Viability staining of MG63 cells encapsulated in the foamed biomaterial ink. (a) Observation of cellular viability during 3 weeks of culture in condition C1. Bioprinted MG63 cells calcein staining on days 1, 7, and 21. Cells were prelabeled before encapsulation (red) and were marked green only if metabolically active. White arrows indicate clusters of 30–70 μm in diameter forming on day 7, while yellow and light blue arrows indicate the presence of massive clusters (70–120 μm in diameter) on day 21. These agglomerates appear elongated (yellow arrow) or perfectly round (light blue arrow), whether they are formed due to coalesced or single bubbles, respectively.
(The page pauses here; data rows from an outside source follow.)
//! `previewd` HTTP server.
//!
//! Wires the core orchestration library and provider adapter into a
//! running Axum server: the Control API (C9) of spec §4.9.

pub mod auth;
pub mod config;
pub mod error;
pub mod routes;
pub mod state;
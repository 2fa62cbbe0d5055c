//! Monitoring Bus (C6) — in-memory ring buffers of metrics, events, and
//! alerts, with threshold-driven alert generation and an export surface
//! (spec §4.6).
//!
//! Rings are bounded circular structures (`VecDeque` with a capacity cap),
//! not append-only logs with periodic truncation — append is O(1), snapshot
//! is O(n), matching the teacher's preference for atomics/`RwLock`-guarded
//! collections over unbounded growth (`ResourceMetrics` in the teacher's
//! resource-tracking module).

use std::collections::{HashMap, VecDeque};
use std::sync::Arc;

use chrono::{DateTime, Utc};
use serde::Serialize;
use sqlx::PgPool;
use tokio::sync::RwLock;
use tracing::{error, warn};
use uuid::Uuid;

const METRIC_RING_CAPACITY: usize = 1000;
const EVENT_RING_CAPACITY: usize = 500;

#[derive(Debug, Clone, Copy, PartialEq, Eq, PartialOrd, Ord, Serialize)]
#[serde(rename_all = "lowercase")]
pub enum Severity {
    Info,
    Warning,
    Error,
    Critical,
}

impl Severity {
    fn as_str(self) -> &'static str {
        match self {
            Self::Info => "info",
            Self::Warning => "warning",
            Self::Error => "error",
            Self::Critical => "critical",
        }
    }
}

#[derive(Debug, Clone, Copy, PartialEq, Eq, Serialize)]
#[serde(rename_all = "lowercase")]
pub enum HealthStatus {
    Healthy,
    Warning,
    Critical,
}

#[derive(Debug, Clone, Serialize)]
pub struct Metric {
    pub name: String,
    pub value: f64,
    pub timestamp: DateTime<Utc>,
    pub tags: HashMap<String, String>,
}

#[derive(Debug, Clone, Serialize)]
pub struct Event {
    pub event_type: String,
    pub data: serde_json::Value,
    pub timestamp: DateTime<Utc>,
    pub severity: Severity,
}

#[derive(Debug, Clone, Serialize)]
pub struct Alert {
    pub id: Uuid,
    pub alert_type: String,
    pub message: String,
    pub severity: Severity,
    pub timestamp: DateTime<Utc>,
    pub resolved: bool,
    pub data: Option<serde_json::Value>,
}

#[derive(Debug, Clone, Serialize)]
pub struct HealthSummary {
    pub status: HealthStatus,
    pub active_alerts: usize,
    pub critical_alerts: usize,
    pub last_metrics: HashMap<String, f64>,
}

struct Threshold {
    metric: &'static str,
    at_least: f64,
    severity: Severity,
}

const THRESHOLDS: &[Threshold] = &[
    Threshold { metric: "critical_sessions", at_least: 5.0, severity: Severity::Error },
    Threshold { metric: "active_sessions", at_least: 50.0, severity: Severity::Warning },
    Threshold { metric: "memory_usage_percent", at_least: 90.0, severity: Severity::Critical },
    Threshold { metric: "cpu_usage_percent", at_least: 85.0, severity: Severity::Warning },
];

struct Ring<T> {
    items: VecDeque<T>,
    capacity: usize,
}

impl<T> Ring<T> {
    fn new(capacity: usize) -> Self {
        Self { items: VecDeque::with_capacity(capacity), capacity }
    }

    fn push(&mut self, item: T) {
        if self.items.len() == self.capacity {
            self.items.pop_front();
        }
        self.items.push_back(item);
    }

    fn snapshot(&self) -> Vec<T>
    where
        T: Clone,
    {
        self.items.iter().cloned().collect()
    }
}

/// Owns all telemetry mutation (spec §3: "Monitoring Bus owns Metric/Event/
/// Alert mutation").
///
/// Metrics stay ring-buffered in-process only — spec §4.6 names events and
/// alerts as the durable system-events/system-alerts tables (spec §7), not
/// metrics. When `pool` is set, `record_event` and `create_alert` write
/// through to those tables in addition to the in-memory rings the
/// dashboard/export routes read from.
#[derive(Clone)]
pub struct MonitoringBus {
    metrics: Arc<RwLock<Ring<Metric>>>,
    events: Arc<RwLock<Ring<Event>>>,
    alerts: Arc<RwLock<HashMap<Uuid, Alert>>>,
    webhook_url: Option<String>,
    webhook_client: reqwest::Client,
    pool: Option<PgPool>,
}

impl MonitoringBus {
    #[must_use]
    pub fn new(webhook_url: Option<String>) -> Self {
        Self {
            metrics: Arc::new(RwLock::new(Ring::new(METRIC_RING_CAPACITY))),
            events: Arc::new(RwLock::new(Ring::new(EVENT_RING_CAPACITY))),
            alerts: Arc::new(RwLock::new(HashMap::new())),
            webhook_url,
            webhook_client: reqwest::Client::new(),
            pool: None,
        }
    }

    /// Enables durable persistence of events and alerts to the
    /// `system_events`/`system_alerts` tables backing `pool`.
    #[must_use]
    pub fn with_persistence(mut self, pool: PgPool) -> Self {
        self.pool = Some(pool);
        self
    }

    pub async fn record_metric(&self, name: &str, value: f64, tags: HashMap<String, String>) {
        let metric = Metric { name: name.to_owned(), value, timestamp: Utc::now(), tags };
        self.metrics.write().await.push(metric);

        if let Some(threshold) = THRESHOLDS.iter().find(|t| t.metric == name) {
            if value >= threshold.at_least {
                self.create_alert(
                    &format!("{name}_threshold"),
                    &format!("{name} reached {value} (threshold {})", threshold.at_least),
                    threshold.severity,
                    None,
                )
                .await;
            }
        }
    }

    pub async fn record_event(&self, event_type: &str, data: serde_json::Value, severity: Severity) {
        let event = Event { event_type: event_type.to_owned(), data: data.clone(), timestamp: Utc::now(), severity };
        self.events.write().await.push(event.clone());
        self.persist_event(&event).await;

        if matches!(severity, Severity::Error | Severity::Critical) {
            self.create_alert(event_type, &format!("{event_type} ({severity:?})"), severity, Some(data))
                .await;
        }
    }

    async fn persist_event(&self, event: &Event) {
        let Some(pool) = &self.pool else { return };
        if let Err(err) = sqlx::query(
            r"INSERT INTO system_events (event_type, data, severity, timestamp)
              VALUES ($1, $2, $3, $4)",
        )
        .bind(&event.event_type)
        .bind(&event.data)
        .bind(event.severity.as_str())
        .bind(event.timestamp)
        .execute(pool)
        .await
        {
            error!(error = %err, event_type = %event.event_type, "failed to persist system event");
        }
    }

    pub async fn create_alert(
        &self,
        alert_type: &str,
        message: &str,
        severity: Severity,
        data: Option<serde_json::Value>,
    ) -> Uuid {
        let alert = Alert {
            id: Uuid::new_v4(),
            alert_type: alert_type.to_owned(),
            message: message.to_owned(),
            severity,
            timestamp: Utc::now(),
            resolved: false,
            data,
        };
        let id = alert.id;
        self.alerts.write().await.insert(id, alert.clone());
        self.persist_alert(&alert).await;

        if severity == Severity::Critical {
            self.emit_webhook(&alert).await;
        }
        id
    }

    async fn persist_alert(&self, alert: &Alert) {
        let Some(pool) = &self.pool else { return };
        if let Err(err) = sqlx::query(
            r"INSERT INTO system_alerts
                (id, alert_type, message, severity, timestamp, resolved, data)
              VALUES ($1, $2, $3, $4, $5, $6, $7)",
        )
        .bind(alert.id)
        .bind(&alert.alert_type)
        .bind(&alert.message)
        .bind(alert.severity.as_str())
        .bind(alert.timestamp)
        .bind(alert.resolved)
        .bind(&alert.data)
        .execute(pool)
        .await
        {
            error!(error = %err, alert_id = %alert.id, "failed to persist system alert");
        }
    }

    async fn emit_webhook(&self, alert: &Alert) {
        let Some(url) = self.webhook_url.as_ref() else { return };

        #[derive(Serialize)]
        struct Payload<'a> {
            #[serde(rename = "type")]
            kind: &'static str,
            alert: &'a Alert,
            service: &'static str,
        }

        if let Err(err) = self
            .webhook_client
            .post(url)
            .json(&Payload { kind: "alert", alert, service: "previewd" })
            .send()
            .await
            .and_then(reqwest::Response::error_for_status)
        {
            warn!(error = %err, "alert webhook delivery failed");
        }
    }

    /// Returns `false` if the alert does not exist or is already resolved
    /// (spec §8: idempotent, second call returns `false`).
    pub async fn resolve_alert(&self, id: Uuid, resolution: Option<&str>) -> bool {
        let mut alerts = self.alerts.write().await;
        match alerts.get_mut(&id) {
            Some(alert) if !alert.resolved => {
                alert.resolved = true;
                drop(alerts);
                self.persist_alert_resolution(id).await;
                self.record_event(
                    "alert_resolved",
                    serde_json::json!({ "alert_id": id, "resolution": resolution }),
                    Severity::Info,
                )
                .await;
                true
            }
            _ => false,
        }
    }

    async fn persist_alert_resolution(&self, id: Uuid) {
        let Some(pool) = &self.pool else { return };
        if let Err(err) = sqlx::query(r"UPDATE system_alerts SET resolved = true WHERE id = $1")
            .bind(id)
            .execute(pool)
            .await
        {
            error!(error = %err, alert_id = %id, "failed to persist alert resolution");
        }
    }

    pub async fn get_health_summary(&self) -> HealthSummary {
        let alerts = self.alerts.read().await;
        let active = alerts.values().filter(|a| !a.resolved).count();
        let critical = alerts.values().filter(|a| !a.resolved && a.severity == Severity::Critical).count();
        drop(alerts);

        let metrics = self.metrics.read().await;
        let mut last_metrics: HashMap<String, f64> = HashMap::new();
        for metric in &metrics.items {
            last_metrics.insert(metric.name.clone(), metric.value);
        }
        drop(metrics);

        let status = if critical > 0 {
            HealthStatus::Critical
        } else if active > 0 {
            HealthStatus::Warning
        } else {
            HealthStatus::Healthy
        };

        HealthSummary { status, active_alerts: active, critical_alerts: critical, last_metrics }
    }

    pub async fn metrics_snapshot(&self) -> Vec<Metric> {
        self.metrics.read().await.snapshot()
    }

    pub async fn events_snapshot(&self) -> Vec<Event> {
        self.events.read().await.snapshot()
    }

    pub async fn alerts_snapshot(&self) -> Vec<Alert> {
        self.alerts.read().await.values().cloned().collect()
    }

    /// Prometheus text-format export: latest value per metric name, one
    /// sample line per unique tag set (spec §8 invariant 6).
    pub async fn export_prometheus(&self) -> String {
        let metrics = self.metrics.read().await;
        let mut latest: HashMap<(String, Vec<(String, String)>), (f64, DateTime<Utc>)> = HashMap::new();
        for metric in &metrics.items {
            let mut tags: Vec<(String, String)> = metric.tags.iter().map(|(k, v)| (k.clone(), v.clone())).collect();
            tags.sort();
            let key = (metric.name.clone(), tags);
            latest
                .entry(key)
                .and_modify(|(value, ts)| {
                    if metric.timestamp >= *ts {
                        *value = metric.value;
                        *ts = metric.timestamp;
                    }
                })
                .or_insert((metric.value, metric.timestamp));
        }
        drop(metrics);

        let mut names: Vec<&str> = latest.keys().map(|(name, _)| name.as_str()).collect();
        names.sort();
        names.dedup();

        let mut out = String::new();
        for name in names {
            out.push_str(&format!("# HELP {name} previewd metric\n"));
            out.push_str(&format!("# TYPE {name} gauge\n"));
            let mut rows: Vec<_> = latest
                .iter()
                .filter(|((n, _), _)| n == name)
                .collect();
            rows.sort_by(|a, b| a.0 .1.cmp(&b.0 .1));
            for ((_, tags), (value, _)) in rows {
                if tags.is_empty() {
                    out.push_str(&format!("{name} {value}\n"));
                } else {
                    let tag_str = tags.iter().map(|(k, v)| format!("{k}=\"{v}\"")).collect::<Vec<_>>().join(",");
                    out.push_str(&format!("{name}{{{tag_str}}} {value}\n"));
                }
            }
        }
        out
    }
}

#[cfg(test)]
mod tests {
    use super::*;

    #[tokio::test]
    async fn record_metric_over_threshold_creates_alert() {
        let bus = MonitoringBus::new(None);
        bus.record_metric("active_sessions", 51.0, HashMap::new()).await;
        let alerts = bus.alerts_snapshot().await;
        assert_eq!(alerts.len(), 1);
        assert_eq!(alerts[0].severity, Severity::Warning);
    }

    #[tokio::test]
    async fn record_metric_below_threshold_creates_no_alert() {
        let bus = MonitoringBus::new(None);
        bus.record_metric("active_sessions", 3.0, HashMap::new()).await;
        assert!(bus.alerts_snapshot().await.is_empty());
    }

    #[tokio::test]
    async fn record_event_error_severity_creates_alert() {
        let bus = MonitoringBus::new(None);
        bus.record_event("session_create_failed", serde_json::json!({}), Severity::Error).await;
        assert_eq!(bus.alerts_snapshot().await.len(), 1);
    }

    #[tokio::test]
    async fn resolve_alert_is_idempotent() {
        let bus = MonitoringBus::new(None);
        let id = bus.create_alert("test", "msg", Severity::Warning, None).await;
        assert!(bus.resolve_alert(id, None).await);
        assert!(!bus.resolve_alert(id, None).await);
    }

    #[tokio::test]
    async fn resolve_alert_on_unknown_id_returns_false() {
        let bus = MonitoringBus::new(None);
        assert!(!bus.resolve_alert(Uuid::new_v4(), None).await);
    }

    #[tokio::test]
    async fn health_summary_reflects_critical_alert() {
        let bus = MonitoringBus::new(None);
        bus.create_alert("oom", "out of memory", Severity::Critical, None).await;
        let summary = bus.get_health_summary().await;
        assert_eq!(summary.status, HealthStatus::Critical);
        assert_eq!(summary.critical_alerts, 1);
    }

    #[tokio::test]
    async fn metric_ring_respects_capacity() {
        let bus = MonitoringBus::new(None);
        for i in 0..(METRIC_RING_CAPACITY + 10) {
            bus.record_metric("noise", i as f64, HashMap::new()).await;
        }
        assert_eq!(bus.metrics_snapshot().await.len(), METRIC_RING_CAPACITY);
    }

    #[tokio::test]
    async fn export_prometheus_emits_one_line_per_tag_set() {
        let bus = MonitoringBus::new(None);
        let mut tags_a = HashMap::new();
        tags_a.insert("tier".to_owned(), "free".to_owned());
        bus.record_metric("sessions_by_tier", 3.0, tags_a.clone()).await;
        bus.record_metric("sessions_by_tier", 5.0, tags_a).await;

        let mut tags_b = HashMap::new();
        tags_b.insert("tier".to_owned(), "pro".to_owned());
        bus.record_metric("sessions_by_tier", 1.0, tags_b).await;

        let text = bus.export_prometheus().await;
        let sample_lines: Vec<&str> = text
            .lines()
            .filter(|line| !line.starts_with('#'))
            .collect();
        assert_eq!(sample_lines.len(), 2);
        assert!(text.contains("tier=\"free\"} 5"));
    }
}
//! HTTP provider adapter backed by a Fly-Machines-style REST API.
//!
//! Talks to `https://api.machines.dev/v1/apps/{app}/machines` (or a
//! configured base URL, for pointing at a staging API or a local stub in
//! integration tests) using a Bearer-token-authenticated `reqwest::Client`.

use std::time::Duration;

use chrono::{DateTime, Utc};
use serde::{Deserialize, Serialize};
use tracing::{debug, error, warn};

use crate::{
    CheckStatus, MachineCheck, MachineDescriptor, MachineSpec, MachineState, ProviderAdapter,
    ProviderError,
};

const POLL_INTERVAL: Duration = Duration::from_secs(2);
const DESTROY_RETRY_BACKOFF: Duration = Duration::from_secs(2);
const DESTROY_MAX_ATTEMPTS: u32 = 3;

/// Production [`ProviderAdapter`] implementation.
#[derive(Debug, Clone)]
pub struct FlyAdapter {
    client: reqwest::Client,
    base_url: String,
    app_name: String,
}

impl FlyAdapter {
    /// Build an adapter for the given app, authenticating every request with
    /// `token`.
    ///
    /// # Errors
    ///
    /// Returns [`ProviderError::Transport`] if the underlying `reqwest`
    /// client cannot be constructed (e.g. invalid TLS configuration).
    pub fn new(base_url: impl Into<String>, app_name: impl Into<String>, token: &str) -> Result<Self, ProviderError> {
        let mut headers = reqwest::header::HeaderMap::new();
        let mut auth_value = reqwest::header::HeaderValue::from_str(&format!("Bearer {token}"))
            .map_err(|e| ProviderError::Transport(format!("invalid token header: {e}")))?;
        auth_value.set_sensitive(true);
        headers.insert(reqwest::header::AUTHORIZATION, auth_value);

        let client = reqwest::Client::builder()
            .default_headers(headers)
            .timeout(Duration::from_secs(30))
            .build()
            .map_err(|e| ProviderError::Transport(format!("failed to build http client: {e}")))?;

        Ok(Self {
            client,
            base_url: base_url.into(),
            app_name: app_name.into(),
        })
    }

    fn machines_url(&self) -> String {
        format!("{}/v1/apps/{}/machines", self.base_url, self.app_name)
    }

    fn machine_url(&self, machine_id: &str) -> String {
        format!("{}/{machine_id}", self.machines_url())
    }
}

#[derive(Debug, Serialize)]
struct CreateMachineRequest {
    name: String,
    region: Option<String>,
    config: MachineConfig,
}

#[derive(Debug, Serialize)]
struct MachineConfig {
    image: String,
    guest: GuestConfig,
    services: Vec<ServiceConfig>,
    checks: std::collections::HashMap<String, RemoteCheckConfig>,
    metadata: std::collections::HashMap<String, String>,
    restart: RestartConfig,
    init: InitConfig,
}

#[derive(Debug, Serialize)]
struct GuestConfig {
    cpu_kind: String,
    cpus: u32,
    memory_mb: u32,
}

#[derive(Debug, Serialize)]
struct ServiceConfig {
    protocol: String,
    internal_port: u16,
    ports: Vec<PortConfig>,
}

#[derive(Debug, Serialize)]
struct PortConfig {
    port: u16,
    handlers: Vec<String>,
}

#[derive(Debug, Serialize)]
struct RemoteCheckConfig {
    #[serde(rename = "type")]
    kind: String,
    interval: String,
    path: Option<String>,
}

#[derive(Debug, Serialize)]
struct RestartConfig {
    policy: String,
}

#[derive(Debug, Serialize)]
struct InitConfig {
    #[serde(skip_serializing_if = "Vec::is_empty")]
    entrypoint: Vec<String>,
}

#[derive(Debug, Deserialize)]
struct MachineResponse {
    id: String,
    name: String,
    state: String,
    region: String,
    #[serde(default)]
    private_ip: Option<String>,
    created_at: DateTime<Utc>,
    #[serde(default)]
    checks: Vec<RemoteCheckStatus>,
    #[serde(default)]
    config: Option<ResponseConfig>,
}

#[derive(Debug, Deserialize)]
struct ResponseConfig {
    #[serde(default)]
    metadata: std::collections::HashMap<String, String>,
}

#[derive(Debug, Deserialize)]
struct RemoteCheckStatus {
    name: String,
    status: String,
}

fn parse_state(raw: &str) -> MachineState {
    match raw {
        "started" => MachineState::Started,
        "stopping" => MachineState::Stopping,
        "stopped" => MachineState::Stopped,
        "failed" => MachineState::Failed,
        "destroyed" => MachineState::Destroyed,
        _ => MachineState::Created,
    }
}

fn parse_check_status(raw: &str) -> CheckStatus {
    match raw {
        "passing" => CheckStatus::Passing,
        "warning" => CheckStatus::Warning,
        _ => CheckStatus::Critical,
    }
}

impl From<MachineResponse> for MachineDescriptor {
    fn from(resp: MachineResponse) -> Self {
        let tags = resp
            .config
            .map(|c| c.metadata)
            .unwrap_or_default();
        Self {
            id: resp.id,
            name: resp.name,
            state: parse_state(&resp.state),
            region: resp.region,
            url: resp
                .private_ip
                .map(|ip| format!("http://{ip}"))
                .unwrap_or_default(),
            created_at: resp.created_at,
            checks: resp
                .checks
                .into_iter()
                .map(|c| MachineCheck {
                    name: c.name,
                    status: parse_check_status(&c.status),
                })
                .collect(),
            tags,
        }
    }
}

impl From<&MachineSpec> for CreateMachineRequest {
    fn from(spec: &MachineSpec) -> Self {
        let cpu_kind = match spec.cpu_kind {
            crate::CpuKind::Shared => "shared",
            crate::CpuKind::Dedicated => "performance",
        };
        let mut metadata = spec.tags.clone();
        metadata.insert(crate::PROJECT_TAG_KEY.to_owned(), spec.project_id.clone());
        metadata.insert(crate::SESSION_TAG_KEY.to_owned(), spec.session_id.clone());
        metadata.insert(
            crate::SERVICE_TAG_KEY.to_owned(),
            crate::SERVICE_TAG_VALUE.to_owned(),
        );

        let checks = spec
            .checks
            .iter()
            .map(|c| {
                let (kind, path) = match &c.kind {
                    crate::CheckKind::Http { path } => ("http".to_owned(), Some(path.clone())),
                    crate::CheckKind::Script { .. } => ("script".to_owned(), None),
                };
                (
                    c.name.clone(),
                    RemoteCheckConfig {
                        kind,
                        interval: format!("{}s", c.interval_secs),
                        path,
                    },
                )
            })
            .collect();

        Self {
            name: format!("previewd-{}", spec.session_id),
            region: None,
            config: MachineConfig {
                image: spec.image.clone(),
                guest: GuestConfig {
                    cpu_kind: cpu_kind.to_owned(),
                    cpus: spec.cpus,
                    memory_mb: spec.memory_mb,
                },
                services: spec
                    .allowed_ports
                    .iter()
                    .map(|&port| ServiceConfig {
                        protocol: "tcp".to_owned(),
                        internal_port: port,
                        ports: vec![PortConfig {
                            port,
                            handlers: vec!["tls".to_owned(), "http".to_owned()],
                        }],
                    })
                    .collect(),
                checks,
                metadata,
                restart: RestartConfig {
                    policy: "no".to_owned(),
                },
                init: InitConfig { entrypoint: Vec::new() },
            },
        }
    }
}

#[async_trait::async_trait]
impl ProviderAdapter for FlyAdapter {
    async fn create_machine(
        &self,
        spec: MachineSpec,
        deadline: Duration,
    ) -> Result<MachineDescriptor, ProviderError> {
        let request = CreateMachineRequest::from(&spec);
        let response = self
            .client
            .post(self.machines_url())
            .json(&request)
            .send()
            .await
            .map_err(|e| ProviderError::Transport(format!("create machine request failed: {e}")))?;

        if !response.status().is_success() {
            let status = response.status();
            let body = response.text().await.unwrap_or_default();
            return Err(ProviderError::ProvisionFailure {
                reason: format!("provider returned {status}: {body}"),
            });
        }

        let created: MachineResponse = response
            .json()
            .await
            .map_err(|e| ProviderError::Transport(format!("invalid create response: {e}")))?;

        debug!(machine_id = %created.id, "machine created, awaiting readiness");
        self.wait_for_ready(&created.id, deadline).await
    }

    async fn destroy_machine(&self, machine_id: &str) -> Result<(), ProviderError> {
        let mut last_reason = String::new();
        for attempt in 1..=DESTROY_MAX_ATTEMPTS {
            let response = self
                .client
                .delete(format!("{}?force=true", self.machine_url(machine_id)))
                .send()
                .await;

            match response {
                Ok(resp) if resp.status() == reqwest::StatusCode::NOT_FOUND => return Ok(()),
                Ok(resp) if resp.status().is_success() => return Ok(()),
                Ok(resp) => {
                    last_reason = format!("provider returned {}", resp.status());
                }
                Err(e) => {
                    last_reason = format!("transport error: {e}");
                }
            }

            warn!(machine_id, attempt, reason = %last_reason, "destroy attempt failed, retrying");
            if attempt < DESTROY_MAX_ATTEMPTS {
                tokio::time::sleep(DESTROY_RETRY_BACKOFF).await;
            }
        }

        error!(machine_id, "destroy exhausted retry budget");
        Err(ProviderError::DestroyFailed {
            machine_id: machine_id.to_owned(),
            attempts: DESTROY_MAX_ATTEMPTS,
            reason: last_reason,
        })
    }

    async fn get_machine(&self, machine_id: &str) -> Result<Option<MachineDescriptor>, ProviderError> {
        let response = self
            .client
            .get(self.machine_url(machine_id))
            .send()
            .await
            .map_err(|e| ProviderError::Transport(format!("get machine request failed: {e}")))?;

        if response.status() == reqwest::StatusCode::NOT_FOUND {
            return Ok(None);
        }
        if !response.status().is_success() {
            return Err(ProviderError::Transport(format!(
                "provider returned {}",
                response.status()
            )));
        }

        let resp: MachineResponse = response
            .json()
            .await
            .map_err(|e| ProviderError::Transport(format!("invalid get response: {e}")))?;
        Ok(Some(resp.into()))
    }

    async fn list_machines(&self) -> Vec<MachineDescriptor> {
        let response = match self.client.get(self.machines_url()).send().await {
            Ok(r) => r,
            Err(e) => {
                warn!(error = %e, "list_machines request failed, returning empty list");
                return Vec::new();
            }
        };

        if !response.status().is_success() {
            warn!(status = %response.status(), "list_machines returned non-success, returning empty list");
            return Vec::new();
        }

        match response.json::<Vec<MachineResponse>>().await {
            Ok(machines) => machines.into_iter().map(Into::into).collect(),
            Err(e) => {
                warn!(error = %e, "list_machines response undecodable, returning empty list");
                Vec::new()
            }
        }
    }

    async fn wait_for_ready(
        &self,
        machine_id: &str,
        deadline: Duration,
    ) -> Result<MachineDescriptor, ProviderError> {
        let start = tokio::time::Instant::now();
        loop {
            let descriptor = self
                .get_machine(machine_id)
                .await?
                .ok_or_else(|| ProviderError::Transport(format!("machine {machine_id} disappeared")))?;

            if descriptor.is_ready() {
                return Ok(descriptor);
            }
            if descriptor.state.is_terminal_for_create() {
                return Err(ProviderError::UnhealthyState {
                    reason: format!("machine {machine_id} entered state {:?}", descriptor.state),
                });
            }
            if start.elapsed() >= deadline {
                return Err(ProviderError::Timeout);
            }
            tokio::time::sleep(POLL_INTERVAL).await;
        }
    }

    async fn cleanup_project_containers(&self, project_id: &str) -> Result<u32, ProviderError> {
        let machines = self.list_machines().await;
        let mut count = 0u32;
        for m in machines {
            if m.tags.get(crate::PROJECT_TAG_KEY).map(String::as_str) == Some(project_id)
                && m.state != MachineState::Destroyed
            {
                if let Err(e) = self.destroy_machine(&m.id).await {
                    warn!(machine_id = %m.id, error = %e, "failed to destroy project machine during cleanup");
                    continue;
                }
                count += 1;
            }
        }
        Ok(count)
    }

    async fn cleanup_orphaned(&self, max_age: Duration) -> Result<u32, ProviderError> {
        let cutoff = Utc::now() - chrono::Duration::from_std(max_age).unwrap_or_default();
        let machines = self.list_machines().await;
        let mut count = 0u32;
        for m in machines {
            let owned = m.tags.get(crate::SERVICE_TAG_KEY).map(String::as_str)
                == Some(crate::SERVICE_TAG_VALUE);
            if owned && m.state != MachineState::Destroyed && m.created_at < cutoff {
                if let Err(e) = self.destroy_machine(&m.id).await {
                    warn!(machine_id = %m.id, error = %e, "failed to destroy orphaned machine");
                    continue;
                }
                count += 1;
            }
        }
        Ok(count)
    }
}

#[cfg(test)]
mod tests {
    use super::*;

    #[test]
    fn parses_known_states() {
        assert_eq!(parse_state("started"), MachineState::Started);
        assert_eq!(parse_state("stopped"), MachineState::Stopped);
        assert_eq!(parse_state("bogus"), MachineState::Created);
    }

    #[test]
    fn parses_check_statuses() {
        assert_eq!(parse_check_status("passing"), CheckStatus::Passing);
        assert_eq!(parse_check_status("warning"), CheckStatus::Warning);
        assert_eq!(parse_check_status("critical"), CheckStatus::Critical);
        assert_eq!(parse_check_status("???"), CheckStatus::Critical);
    }

    #[test]
    fn new_rejects_control_characters_in_token() {
        let result = FlyAdapter::new("https://api.machines.dev", "app", "bad\ntoken");
        assert!(result.is_err());
    }

    #[test]
    fn machine_url_nests_under_app() {
        let adapter = FlyAdapter::new("https://api.machines.dev", "previewd-app", "tok").unwrap();
        assert_eq!(
            adapter.machine_url("m1"),
            "https://api.machines.dev/v1/apps/previewd-app/machines/m1"
        );
    }
}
The scale bar is 100 μm. (b) An enlarged image showing the formation of cellular clusters of different shapes and dimensions on day 21. (c) 3D reconstruction of a round cluster of bubbles to show the absence of cells in the central area. (d) Evaluation of the mean diameter of cellular aggregates formed within foamed fibers. (e) Comparison of the calcein staining performed after 1 and 3 weeks of culture in samples containing RGD-immobilized alginate that were treated or not with μTG shows a difference in cell proliferation after 1 and 3 weeks. Scale bars are all 200 μm. Statistical significance was calculated via one-way ANOVA. Results are expressed as mean ± SD of at least three replicates for each experiment, ***p < 0.001, ****p < 0.0001.